Harrison believes that the sector is likely to grow in Ireland through the commoditisation of mobile services.
“Organisations realise that they are going to have mobile applications for the long haul. When we first started applying mobile solutions, companies thought they’d try it for a year or two to see how it worked out and to see what standards would emerge,” he said. “Now they know it’s here for good, and they are looking to outsource the management and support of those solutions. As a result, we’re doing a lot of work in that managed service space.”
This de-risks mobility for some organisations, and many companies have sprung up to service this need as a result.
“Mobile device management (MDM) and enterprise mobility management (EMM) are the obvious services that will continue to become commoditised, and that is what there is most demand for right now,” Harrison said. “It’s a very fast-moving space and it is actually quite hard for organisations to have a huge amount of experience there.”
Mobile threat prevention is also a growing area, operating as an equivalent to anti-virus software for mobile devices.
“It doesn’t work in the same way—it looks for apps doing things that you wouldn’t want them doing on mobile devices. That is something that is beginning to take off, along with single sign on, as people start to do more on mobile devices,” said Harrison. “People want to just download their four or five apps that they need and be logged in immediately with their enterprise credentials. That’s being driven by the explosion in use of Office 365 and InTune.”
According to Harrison, security is a major concern for all customers. Facilitating mobile is all well and good, but if it is not secure than there can be major problems.
“Our speciality is working with those enterprises who are concerned about security.

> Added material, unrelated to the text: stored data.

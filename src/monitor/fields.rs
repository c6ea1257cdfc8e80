//! Top-level grammar of a monitor line.
//!
//! ```text
//! 1424186956.633238 [0 127.0.0.1:60475] "MGET" "KEY1" "KEY2"
//! └─ timestamp ───┘  │ └─ address ───┘  └cmd┘ └─ args ────┘
//!                    db
//! ```

use std::sync::LazyLock;

use regex::Regex;

/// Whole-line grammar. The command must be a quoted run of word characters;
/// the address is any non-space token, so `[::]:6379` style IPv6 clients match.
const LINE_PATTERN: &str =
    r#"^(?P<timestamp>[0-9.]+)\s\[(?P<db>[0-9]+)\s\S+\]\s(?P<command>"\w+")(?:\s(?P<args>.*))?$"#;

static LINE_RE: LazyLock<Option<Regex>> = LazyLock::new(|| Regex::new(LINE_PATTERN).ok());

/// Raw substrings of a recognized line, borrowed from the trimmed input.
#[derive(Debug, Clone, Copy, PartialEq, Eq)]
pub struct Fields<'a> {
    pub timestamp: &'a str,
    pub db: &'a str,
    /// Command token including its surrounding quotes.
    pub command: &'a str,
    /// Everything after the command; empty when the command has no arguments.
    pub args: &'a str,
}

impl<'a> Fields<'a> {
    /// Command token without its surrounding quotes.
    pub fn command_unquoted(&self) -> &'a str {
        self.command.trim_matches('"')
    }
}

/// Split `line` into its top-level fields. Leading and trailing whitespace is
/// ignored. Returns `None` if the line does not match the grammar as a whole.
pub fn split(line: &str) -> Option<Fields<'_>> {
    let re = LINE_RE.as_ref()?;
    let caps = re.captures(line.trim())?;
    Some(Fields {
        timestamp: caps.name("timestamp")?.as_str(),
        db: caps.name("db")?.as_str(),
        command: caps.name("command")?.as_str(),
        args: caps.name("args").map_or("", |m| m.as_str()),
    })
}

At the same time, there is a perceived view that Apple devices in particular are quite secure out of the box. It’s a bit like that old story that you will never get fired for buying IBM—there is definitely a feeling of that when it comes to Apple IOS devices.”
CWSI reports that up to 90% of the smart phones and tablets it supports for customers are made by Apple, largely because of this perception. Elsewhere in the market, security remains a key concern for mobility companies.